Une peinture du Havre populaire des années 20. La misère n’arrive cependant pas à bout du rêve...
[...] La vie s’écoulait lentement à cette époque. C’était le temps du cinéma muet, de Louise Brooks, Joséphine Baker dansait dénudée, ça embrasait nos nuits d’adolescents plein de sève à imprimer nos draps de nouvelles îles non répertoriées... Des aventuriers de la branlette, des explorateurs de la torsion de guimauve... Notre quotidien aussi était presque muet, en noir et blanc, comme au ralenti...

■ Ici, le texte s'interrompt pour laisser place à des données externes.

use chrono::{DateTime, NaiveDate, Utc};
use serde::{Deserialize, Serialize};

/// One row of the sync log. A re-sync of `date` overwrites it.
#[derive(Clone, Debug, PartialEq, Eq, Serialize, Deserialize)]
pub struct SyncLogEntry {
    pub date: NaiveDate,
    pub synced_at: DateTime<Utc>,
    pub row_count: u64,
}

/// Which reconciliation case a key fell into for one synced date.
#[derive(Clone, Copy, Debug, PartialEq, Eq, Hash, Serialize, Deserialize)]
#[serde(rename_all = "snake_case")]
pub enum SyncCase {
    /// Covered with identical attributes.
    Unchanged,
    /// Covered with different attributes: covering record closed, new segment placed.
    Changed,
    /// Not covered; the next record carries the same attributes and absorbs D.
    ExtendedBack,
    /// Not covered; a record with different attributes follows. New segment inserted before it.
    InsertedBeforeNext,
    /// Not covered; a record ending exactly at D carries the same attributes.
    ExtendedForward,
    /// First ever record for the key.
    New,
    /// Not covered, nothing follows, but the key had earlier records.
    Reappeared,
    /// Absent while a record covered D.
    Deleted,
    /// Absent and nothing covered D.
    Absent,
}

impl SyncCase {
    pub fn as_str(&self) -> &'static str {
        match self {
            SyncCase::Unchanged => "unchanged",
            SyncCase::Changed => "changed",
            SyncCase::ExtendedBack => "extended_back",
            SyncCase::InsertedBeforeNext => "inserted_before_next",
            SyncCase::ExtendedForward => "extended_forward",
            SyncCase::New => "new",
            SyncCase::Reappeared => "reappeared",
            SyncCase::Deleted => "deleted",
            SyncCase::Absent => "absent",
        }
    }
}

/// Counters returned by one `sync` call.
#[derive(Clone, Debug, PartialEq, Eq, Serialize, Deserialize)]
pub struct SyncResult {
    pub date: NaiveDate,
    /// Cardinality of the input snapshot.
    pub rows_total: u64,
    pub rows_new: u64,
    /// Covered-but-different plus inserted-before-next.
    pub rows_changed: u64,
    pub rows_deleted: u64,
    pub rows_unchanged: u64,
    pub rows_extended_back: u64,
    pub rows_extended_forward: u64,
    pub rows_reappeared: u64,
    /// Records re-established at a later known-present date after a close.
    pub rows_reopened: u64,
}

impl SyncResult {
    pub fn new(date: NaiveDate, rows_total: u64) -> Self {
        Self {
            date,
            rows_total,
            rows_new: 0,
            rows_changed: 0,
            rows_deleted: 0,
            rows_unchanged: 0,
            rows_extended_back: 0,
            rows_extended_forward: 0,
            rows_reappeared: 0,
            rows_reopened: 0,
        }
    }

    pub fn record(&mut self, case: SyncCase) {
        match case {
            SyncCase::Unchanged => self.rows_unchanged += 1,
            SyncCase::Changed | SyncCase::InsertedBeforeNext => self.rows_changed += 1,
            SyncCase::ExtendedBack => self.rows_extended_back += 1,
            SyncCase::ExtendedForward => self.rows_extended_forward += 1,
            SyncCase::New => self.rows_new += 1,
            SyncCase::Reappeared => self.rows_reappeared += 1,
            SyncCase::Deleted => self.rows_deleted += 1,
            SyncCase::Absent => {}
        }
    }

    pub fn record_reopen(&mut self) {
        self.rows_reopened += 1;
    }

    /// Nothing but unchanged rows: the shape of an idempotent re-sync.
    pub fn is_noop(&self) -> bool {
        self.rows_new == 0
            && self.rows_changed == 0
            && self.rows_deleted == 0
            && self.rows_extended_back == 0
            && self.rows_extended_forward == 0
            && self.rows_reappeared == 0
            && self.rows_reopened == 0
    }
}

Ma mère était couturière. Elle ravaudait l’impensable, elle rapiéçait le périssable, elle reprisait à l’infini... Dans notre salle qui servait aussi de boutique, c’était des empiècements à discrétion, du taffetas, du tulle, des chutes de tissus bariolés et puis des aiguilles, tant et tant à se croire dans un sous-bois à l’automne. Entre ses doigts décharnés, le fil semblait prendre vie. Une sorte d’araignée, ma mère ! Prisonnière de sa propre toile, dévorée de l’intérieur par sa tristesse et son sort d’être mariée à un brutal rêveur. [...]
Entre rêve et cauchemar, s’il est impossible de prétendre au réalisme, l’histoire que raconte Sébastien Gehan arrive à faire naître des images poétiques au milieu de la désolation...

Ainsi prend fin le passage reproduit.